WHAT YOU SHOULD DO: What lines below include the string "ApiError"? Pick them out and copy them.

BEGIN EXTRACTED MATERIAL

//! Agora Node - real-time messaging server.

use agora_node::api::{create_router, AppState};
use agora_node::config::Config;
use agora_node::observability::{init_logging, LogFormat};
use agora_realtime::HubHandle;
use clap::Parser;
use std::net::SocketAddr;
use std::path::PathBuf;
use tokio::sync::broadcast::error::RecvError;

/// Agora Node - real-time messaging for the Agora social network
#[derive(Parser, Debug)]
#[command(name = "agora-node")]
#[command(author, version, about, long_about = None)]
struct Args {
    /// Path to configuration file
    #[arg(short, long, default_value = "agora.yaml")]
    config: PathBuf,

    /// Listen address (overrides the config file)
    #[arg(long)]
    addr: Option<SocketAddr>,

    /// Log level (trace, debug, info, warn, error)
    #[arg(long)]
    log_level: Option<String>,

    /// Log format (pretty, json)
    #[arg(long)]
    log_format: Option<String>,
}

#[tokio::main]
async fn main() -> anyhow::Result<()> {
    let args = Args::parse();

    let mut config = Config::load(Some(args.config.as_path()))?;
    if let Some(addr) = args.addr {
        config.server.addr = addr;
    }
    if let Some(level) = args.log_level {
        config.logging.level = level;
    }
    if let Some(format) = args.log_format {
        config.logging.format = format;
    }

    init_logging(&config.logging.level, LogFormat::parse(&config.logging.format));

    tracing::info!(version = env!("CARGO_PKG_VERSION"), "Starting Agora node");
    tracing::info!(
        addr = %config.server.addr,
        config = %args.config.display(),
        queue_capacity = config.client.queue_capacity,
        "Node configuration"
    );

    let state = AppState::in_memory(&config);
    tokio::spawn(log_presence(state.hub.clone()));

    let listener = tokio::net::TcpListener::bind(config.server.addr).await?;
    tracing::info!(addr = %listener.local_addr()?, "Listening");

    axum::serve(listener, create_router(state))
        .with_graceful_shutdown(shutdown_signal())
        .await?;

    tracing::info!("Agora node stopped");
    Ok(())
}

/// Log users coming online and going offline.
async fn log_presence(hub: HubHandle) {
    let mut changes = hub.subscribe_presence();
    loop {
        match changes.recv().await {
            Ok(change) => {
                tracing::debug!(user_id = change.user_id, status = %change.status, "Presence changed")
            }
            Err(RecvError::Lagged(skipped)) => {
                tracing::debug!(skipped, "Presence log lagged")
            }
            Err(RecvError::Closed) => break,
        }
    }
}

async fn shutdown_signal() {
    if let Err(e) = tokio::signal::ctrl_c().await {
        tracing::error!(error = %e, "Failed to listen for shutdown signal");
        std::future::pending::<()>().await;
    }
    tracing::info!("Shutdown signal received");
}
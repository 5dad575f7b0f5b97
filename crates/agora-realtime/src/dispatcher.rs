//! Dispatcher: validates, persists and authorizes inbound chat messages.
//!
//! Persistence always happens before routing, so anything a user sees live is
//! already in the history they will load later. Group fan-out targets are
//! resolved here, outside the hub loop, because resolving them is I/O.

use crate::client::ClientId;
use crate::envelope::{ChatMessage, Envelope, GroupId, Target, UserId};
use crate::error::{DispatchError, ProtocolError};
use crate::hub::HubHandle;
use crate::repository::{GroupRepository, MessageRepository, NewDirectMessage, NewGroupMessage};
use std::sync::Arc;
use tracing::{debug, warn};

/// Default maximum size of an inbound frame in bytes.
pub const DEFAULT_MAX_FRAME_BYTES: usize = 8 * 1024;

/// Default maximum message length in characters.
pub const DEFAULT_MAX_CONTENT_CHARS: usize = 4000;

/// Inbound message limits.
#[derive(Debug, Clone, Copy, PartialEq, Eq)]
pub struct DispatcherConfig {
    pub max_frame_bytes: usize,
    pub max_content_chars: usize,
}

impl Default for DispatcherConfig {
    fn default() -> Self {
        Self {
            max_frame_bytes: DEFAULT_MAX_FRAME_BYTES,
            max_content_chars: DEFAULT_MAX_CONTENT_CHARS,
        }
    }
}

/// The authenticated connection a frame arrived on.
#[derive(Debug, Clone, Copy, PartialEq, Eq)]
pub struct Origin {
    pub user_id: UserId,
    pub client_id: ClientId,
}

/// A message that was persisted and handed to the hub.
#[derive(Debug, Clone, PartialEq, Eq)]
pub enum Dispatched {
    /// Direct message routed to its recipient.
    Direct(ChatMessage),
    /// Group message routed to the current members.
    Group {
        message: ChatMessage,
        members: usize,
    },
}

/// Routes inbound frames from clients to the hub.
pub struct Dispatcher {
    hub: HubHandle,
    messages: Arc<dyn MessageRepository>,
    groups: Arc<dyn GroupRepository>,
    config: DispatcherConfig,
}

impl Dispatcher {
    /// Create a dispatcher.
    pub fn new(
        hub: HubHandle,
        messages: Arc<dyn MessageRepository>,
        groups: Arc<dyn GroupRepository>,
        config: DispatcherConfig,
    ) -> Self {
        Self {
            hub,
            messages,
            groups,
            config,
        }
    }

    /// Handle one inbound text frame.
    ///
    /// Failures never close the connection: protocol errors are echoed to the
    /// originating connection, unauthorized group posts are dropped silently,
    /// and persistence failures are logged.
    pub async fn handle_frame(&self, origin: Origin, text: &str) {
        match self.dispatch(origin, text).await {
            Ok(Dispatched::Direct(message)) => {
                debug!(
                    user_id = origin.user_id,
                    message_id = message.id,
                    "Direct message dispatched"
                );
            }
            Ok(Dispatched::Group { message, members }) => {
                debug!(
                    user_id = origin.user_id,
                    message_id = message.id,
                    members,
                    "Group message dispatched"
                );
            }
            Err(DispatchError::Protocol(error)) => {
                debug!(user_id = origin.user_id, client_id = %origin.client_id, error = %error, "Rejected frame");
                self.reject(origin, &error).await;
            }
            Err(DispatchError::NotMember { user_id, group_id }) => {
                debug!(user_id, group_id, "Dropped group message from non-member");
            }
            Err(error) => {
                warn!(user_id = origin.user_id, error = %error, "Message not delivered");
            }
        }
    }

    /// Echo a protocol error to the originating connection only.
    pub async fn reject(&self, origin: Origin, error: &ProtocolError) {
        if let Err(e) = self
            .hub
            .deliver(origin.user_id, origin.client_id, Envelope::error(error.to_string()))
            .await
        {
            debug!(client_id = %origin.client_id, error = %e, "Could not echo error");
        }
    }

    /// Validate, persist and route one inbound frame.
    pub async fn dispatch(&self, origin: Origin, text: &str) -> Result<Dispatched, DispatchError> {
        if text.len() > self.config.max_frame_bytes {
            return Err(ProtocolError::FrameTooLarge {
                size: text.len(),
                max: self.config.max_frame_bytes,
            }
            .into());
        }

        let envelope = Envelope::parse(text)?;
        let target = envelope.target()?;
        let content = self.validate_content(envelope.content)?;

        match target {
            Target::User(recipient_id) => self.direct(origin.user_id, recipient_id, content).await,
            Target::Group(group_id) => self.group(origin.user_id, group_id, content).await,
        }
    }

    fn validate_content(&self, content: String) -> Result<String, ProtocolError> {
        if content.trim().is_empty() {
            return Err(ProtocolError::EmptyContent);
        }
        let len = content.chars().count();
        if len > self.config.max_content_chars {
            return Err(ProtocolError::ContentTooLong {
                len,
                max: self.config.max_content_chars,
            });
        }
        Ok(content)
    }

    async fn direct(
        &self,
        sender_id: UserId,
        recipient_id: UserId,
        content: String,
    ) -> Result<Dispatched, DispatchError> {
        let message = self
            .messages
            .save(NewDirectMessage {
                sender_id,
                recipient_id,
                content,
            })
            .await?;

        self.hub
            .route(Envelope::from_message(&message), vec![recipient_id])
            .await?;

        Ok(Dispatched::Direct(message))
    }

    async fn group(
        &self,
        sender_id: UserId,
        group_id: GroupId,
        content: String,
    ) -> Result<Dispatched, DispatchError> {
        if !self.groups.is_member(group_id, sender_id).await? {
            return Err(DispatchError::NotMember {
                user_id: sender_id,
                group_id,
            });
        }

        let message = self
            .messages
            .save_group_message(NewGroupMessage {
                sender_id,
                group_id,
                content,
            })
            .await?;

        let members = self.groups.list_member_ids(group_id).await?;
        let count = members.len();
        self.hub
            .route(Envelope::from_message(&message), members)
            .await?;

        Ok(Dispatched::Group {
            message,
            members: count,
        })
    }
}
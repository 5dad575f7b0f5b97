//! Session authentication for HTTP and WebSocket requests.
//!
//! Sessions are issued and validated by the account service; this module only
//! consumes them through [`AuthService`].

use crate::api::{ApiError, AppState};
use agora_realtime::UserProfile;
use async_trait::async_trait;
use axum::extract::{FromRequestParts, Query};
use axum::http::{header, request::Parts, HeaderMap};
use parking_lot::RwLock;
use serde::Deserialize;
use std::collections::HashMap;
use thiserror::Error;

/// Cookie carrying the session token.
pub const SESSION_COOKIE: &str = "session_id";

/// Errors from the session service.
#[derive(Debug, Error)]
pub enum AuthError {
    /// The session service could not be reached.
    #[error("session service unavailable: {0}")]
    Unavailable(String),
}

/// Resolves session tokens to users.
#[async_trait]
pub trait AuthService: Send + Sync {
    /// Returns the user owning a valid session, or `None` for unknown or expired tokens.
    async fn get_user_by_session_token(&self, token: &str) -> Result<Option<UserProfile>, AuthError>;
}

/// Thread-safe in-memory session table.
#[derive(Debug, Default)]
pub struct MemorySessionStore {
    sessions: RwLock<HashMap<String, UserProfile>>,
}

impl MemorySessionStore {
    /// Create a new empty session table.
    pub fn new() -> Self {
        Self::default()
    }

    /// Add or replace a session.
    pub fn insert(&self, token: impl Into<String>, profile: UserProfile) {
        self.sessions.write().insert(token.into(), profile);
    }

    /// Invalidate a session.
    pub fn revoke(&self, token: &str) -> bool {
        self.sessions.write().remove(token).is_some()
    }
}

#[async_trait]
impl AuthService for MemorySessionStore {
    async fn get_user_by_session_token(&self, token: &str) -> Result<Option<UserProfile>, AuthError> {
        Ok(self.sessions.read().get(token).cloned())
    }
}

#[derive(Debug, Deserialize)]
struct TokenQuery {
    token: Option<String>,
}

/// Find the session token in the cookie, the bearer header, or the `token` query parameter.
pub fn session_token(parts: &Parts) -> Option<String> {
    cookie_token(&parts.headers)
        .or_else(|| bearer_token(&parts.headers))
        .or_else(|| {
            Query::<TokenQuery>::try_from_uri(&parts.uri)
                .ok()
                .and_then(|Query(query)| query.token)
        })
        .filter(|token| !token.is_empty())
}

fn cookie_token(headers: &HeaderMap) -> Option<String> {
    headers
        .get_all(header::COOKIE)
        .iter()
        .filter_map(|value| value.to_str().ok())
        .flat_map(|value| value.split(';'))
        .filter_map(|pair| pair.trim().split_once('='))
        .find(|(name, _)| *name == SESSION_COOKIE)
        .map(|(_, value)| value.to_string())
}

fn bearer_token(headers: &HeaderMap) -> Option<String> {
    headers
        .get(header::AUTHORIZATION)
        .and_then(|value| value.to_str().ok())
        .and_then(|value| value.strip_prefix("Bearer "))
        .map(|token| token.trim().to_string())
}

/// The user behind the request's session.
///
/// Rejects with `401 Unauthorized` when the session is missing or invalid.
#[derive(Debug, Clone)]
pub struct AuthenticatedUser(pub UserProfile);

impl FromRequestParts<AppState> for AuthenticatedUser {
    type Rejection = ApiError;

    async fn from_request_parts(parts: &mut Parts, state: &AppState) -> Result<Self, Self::Rejection> {
        let token = session_token(parts).ok_or(ApiError::Unauthorized)?;
        state
            .auth
            .get_user_by_session_token(&token)
            .await?
            .map(AuthenticatedUser)
            .ok_or(ApiError::Unauthorized)
    }
}
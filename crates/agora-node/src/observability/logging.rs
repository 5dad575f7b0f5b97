//! Structured logging initialization.

use tracing_subscriber::{fmt, layer::SubscriberExt, util::SubscriberInitExt, EnvFilter};

/// Log output format.
#[derive(Debug, Clone, Copy, PartialEq, Eq)]
pub enum LogFormat {
    /// Human-readable pretty format (for development).
    Pretty,
    /// JSON format (for production log aggregation).
    Json,
}

impl LogFormat {
    /// Parse log format from string. Anything but `json` is pretty.
    pub fn parse(s: &str) -> Self {
        match s.to_lowercase().as_str() {
            "json" => LogFormat::Json,
            _ => LogFormat::Pretty,
        }
    }

    fn as_str(&self) -> &'static str {
        match self {
            LogFormat::Pretty => "pretty",
            LogFormat::Json => "json",
        }
    }
}

/// Default filter directive for a level.
///
/// `RUST_LOG` takes precedence over this when set.
pub(crate) fn default_directive(level: &str) -> String {
    format!("agora={level},tower_http=debug,axum::rejection=trace")
}

/// Initialize the logging system.
///
/// # Example
///
/// ```rust,no_run
/// use agora_node::observability::{init_logging, LogFormat};
///
/// init_logging("info", LogFormat::Json);
/// ```
pub fn init_logging(level: &str, format: LogFormat) {
    let env_filter = EnvFilter::try_from_default_env()
        .unwrap_or_else(|_| default_directive(level).into());

    let registry = tracing_subscriber::registry().with(env_filter);

    match format {
        LogFormat::Json => registry
            .with(
                fmt::layer()
                    .json()
                    .with_current_span(true)
                    .with_span_list(false)
                    .with_file(true)
                    .with_line_number(true)
                    .with_target(true),
            )
            .init(),
        LogFormat::Pretty => registry.with(fmt::layer().pretty()).init(),
    }

    tracing::info!(level = %level, format = format.as_str(), "Logging initialized");
}
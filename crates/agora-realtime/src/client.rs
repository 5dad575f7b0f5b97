//! Client connection actor.
//!
//! A [`Client`] owns one connection and runs two loops over it: a read loop
//! feeding the dispatcher and a write loop draining the outbound queue. The
//! write loop is the only writer while both run. When either loop ends the
//! other is dropped, and the client unregisters exactly once: on return, on
//! cancellation, or when a connected client is dropped without running.

use crate::dispatcher::{Dispatcher, Origin};
use crate::envelope::UserId;
use crate::error::{ClientError, ProtocolError};
use crate::hub::{HubHandle, Outbound, Registration, UserProfile};
use bytes::Bytes;
use futures::{Sink, SinkExt, Stream, StreamExt};
use std::fmt::Display;
use std::sync::Arc;
use std::time::Duration;
use tokio::sync::mpsc;
use tokio::time::{self, Instant};
use tracing::{debug, info};
use uuid::Uuid;

/// Default capacity of a client's outbound queue.
pub const DEFAULT_QUEUE_CAPACITY: usize = 256;

/// Upper bound for connection timeouts, keeping deadline arithmetic in range.
pub const MAX_WAIT: Duration = Duration::from_secs(7 * 24 * 60 * 60);

/// Unique identifier for a connection.
#[derive(Debug, Clone, Copy, PartialEq, Eq, Hash, PartialOrd, Ord)]
pub struct ClientId(Uuid);

impl ClientId {
    /// Generate a new random ID.
    pub fn new() -> Self {
        Self(Uuid::new_v4())
    }
}

impl Default for ClientId {
    fn default() -> Self {
        Self::new()
    }
}

impl std::fmt::Display for ClientId {
    fn fmt(&self, f: &mut std::fmt::Formatter<'_>) -> std::fmt::Result {
        self.0.fmt(f)
    }
}

/// A transport frame.
///
/// Ping, pong and close are transport control frames; application envelopes
/// travel as JSON text.
#[derive(Debug, Clone, PartialEq, Eq)]
pub enum Frame {
    Text(String),
    Binary(Bytes),
    Ping(Bytes),
    Pong(Bytes),
    Close,
}

/// Connection timing and queue settings.
#[derive(Debug, Clone, Copy, PartialEq, Eq)]
pub struct ClientConfig {
    /// Capacity of the outbound queue.
    pub queue_capacity: usize,
    /// Time allowed to write one frame.
    pub write_wait: Duration,
    /// Time allowed between pongs before the connection is considered dead.
    pub pong_wait: Duration,
    /// Interval between pings. Must be shorter than `pong_wait`.
    pub ping_period: Duration,
}

impl Default for ClientConfig {
    fn default() -> Self {
        let pong_wait = Duration::from_secs(60);
        Self {
            queue_capacity: DEFAULT_QUEUE_CAPACITY,
            write_wait: Duration::from_secs(10),
            pong_wait,
            ping_period: pong_wait * 9 / 10,
        }
    }
}

impl ClientConfig {
    /// Bring out-of-range values back into range.
    ///
    /// Waits are capped at [`MAX_WAIT`] and kept non-zero. A ping period that
    /// is zero or not shorter than `pong_wait` falls back to 9/10 of it.
    pub fn normalized(self) -> Self {
        let clamp = |wait: Duration| wait.clamp(Duration::from_millis(1), MAX_WAIT);
        let pong_wait = clamp(self.pong_wait);
        let ping_period = if self.ping_period.is_zero() || self.ping_period >= pong_wait {
            pong_wait * 9 / 10
        } else {
            self.ping_period
        };
        Self {
            queue_capacity: self.queue_capacity.max(1),
            write_wait: clamp(self.write_wait),
            pong_wait,
            ping_period: ping_period.max(Duration::from_millis(1)),
        }
    }
}

/// Why a connection ended.
#[derive(Debug)]
pub enum Disconnect {
    /// The peer closed the connection.
    PeerClosed,
    /// The hub closed the outbound queue.
    QueueClosed,
    /// A read or write failed.
    Error(ClientError),
}

impl std::fmt::Display for Disconnect {
    fn fmt(&self, f: &mut std::fmt::Formatter<'_>) -> std::fmt::Result {
        match self {
            Disconnect::PeerClosed => write!(f, "peer closed"),
            Disconnect::QueueClosed => write!(f, "queue closed"),
            Disconnect::Error(e) => write!(f, "{}", e),
        }
    }
}

/// Unregisters its connection from the hub when dropped.
struct RegistrationGuard {
    hub: HubHandle,
    user_id: UserId,
    client_id: ClientId,
}

impl Drop for RegistrationGuard {
    fn drop(&mut self) {
        debug!(user_id = self.user_id, client_id = %self.client_id, "Releasing registration");
        self.hub.unregister(self.user_id, self.client_id);
    }
}

/// A registered connection, ready to run.
///
/// Dropping a `Client`, or the future returned by [`Client::run`], removes
/// the connection from the hub.
pub struct Client {
    id: ClientId,
    profile: UserProfile,
    queue: mpsc::Receiver<Outbound>,
    registration: RegistrationGuard,
    dispatcher: Arc<Dispatcher>,
    config: ClientConfig,
}

impl Client {
    /// Create a client for an authenticated user and register it with the hub.
    pub async fn connect(
        hub: HubHandle,
        dispatcher: Arc<Dispatcher>,
        profile: UserProfile,
        config: ClientConfig,
    ) -> Result<Self, ClientError> {
        let config = config.normalized();
        let id = ClientId::new();
        let (sender, queue) = mpsc::channel(config.queue_capacity);

        hub.register(Registration {
            client_id: id,
            profile: profile.clone(),
            sender,
        })
        .await?;

        info!(user_id = profile.user_id, client_id = %id, "Client connected");

        Ok(Self {
            registration: RegistrationGuard {
                hub,
                user_id: profile.user_id,
                client_id: id,
            },
            id,
            profile,
            queue,
            dispatcher,
            config,
        })
    }

    /// Connection ID.
    pub fn id(&self) -> ClientId {
        self.id
    }

    /// Owner of the connection.
    pub fn profile(&self) -> &UserProfile {
        &self.profile
    }

    /// Run both loops until the connection ends, then unregister.
    ///
    /// A peer that closes the connection gets a Close frame back.
    pub async fn run<S, K, E>(self, stream: S, mut sink: K) -> Disconnect
    where
        S: Stream<Item = Result<Frame, E>> + Unpin,
        E: Display,
        K: Sink<Frame> + Unpin,
        K::Error: Display,
    {
        let Client {
            id,
            profile,
            queue,
            registration,
            dispatcher,
            config,
        } = self;
        let origin = Origin {
            user_id: profile.user_id,
            client_id: id,
        };

        let reason = tokio::select! {
            reason = read_loop(stream, &dispatcher, origin, &config) => reason,
            reason = write_loop(queue, &mut sink, &config) => reason,
        };

        drop(registration);

        if matches!(reason, Disconnect::PeerClosed) {
            // Best effort; the peer may already be gone.
            let _ = send(&mut sink, Frame::Close, config.write_wait).await;
        }

        info!(user_id = profile.user_id, client_id = %id, reason = %reason, "Client disconnected");
        reason
    }
}

async fn read_loop<S, E>(
    mut stream: S,
    dispatcher: &Dispatcher,
    origin: Origin,
    config: &ClientConfig,
) -> Disconnect
where
    S: Stream<Item = Result<Frame, E>> + Unpin,
    E: Display,
{
    let mut deadline = Instant::now() + config.pong_wait;

    loop {
        let frame = match time::timeout_at(deadline, stream.next()).await {
            Err(_) => return Disconnect::Error(ClientError::ReadTimeout),
            Ok(None) => return Disconnect::PeerClosed,
            Ok(Some(Err(e))) => return Disconnect::Error(ClientError::Transport(e.to_string())),
            Ok(Some(Ok(frame))) => frame,
        };

        match frame {
            Frame::Text(text) => dispatcher.handle_frame(origin, &text).await,
            Frame::Pong(_) => deadline = Instant::now() + config.pong_wait,
            Frame::Binary(_) => dispatcher.reject(origin, &ProtocolError::BinaryFrame).await,
            // Answered by the transport.
            Frame::Ping(_) => {}
            Frame::Close => return Disconnect::PeerClosed,
        }
    }
}

async fn write_loop<K>(
    mut queue: mpsc::Receiver<Outbound>,
    sink: &mut K,
    config: &ClientConfig,
) -> Disconnect
where
    K: Sink<Frame> + Unpin,
    K::Error: Display,
{
    let mut ping = time::interval_at(Instant::now() + config.ping_period, config.ping_period);

    loop {
        let frame = tokio::select! {
            outbound = queue.recv() => match outbound {
                Some(envelope) => match serde_json::to_string(&*envelope) {
                    Ok(text) => Frame::Text(text),
                    Err(e) => return Disconnect::Error(ClientError::Serialization(e)),
                },
                None => {
                    // Best effort; the connection is going away either way.
                    let _ = send(sink, Frame::Close, config.write_wait).await;
                    return Disconnect::QueueClosed;
                }
            },
            _ = ping.tick() => Frame::Ping(Bytes::new()),
        };

        if let Err(e) = send(sink, frame, config.write_wait).await {
            return Disconnect::Error(e);
        }
    }
}

async fn send<K>(sink: &mut K, frame: Frame, write_wait: Duration) -> Result<(), ClientError>
where
    K: Sink<Frame> + Unpin,
    K::Error: Display,
{
    match time::timeout(write_wait, sink.send(frame)).await {
        Err(_) => Err(ClientError::WriteTimeout),
        Ok(Err(e)) => Err(ClientError::Transport(e.to_string())),
        Ok(Ok(())) => Ok(()),
    }
}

END EXTRACTED MATERIAL

RESPONSE BOX:
use crate::api::{ApiError, AppState};
    type Rejection = ApiError;
        let token = session_token(parts).ok_or(ApiError::Unauthorized)?;
            .ok_or(ApiError::Unauthorized)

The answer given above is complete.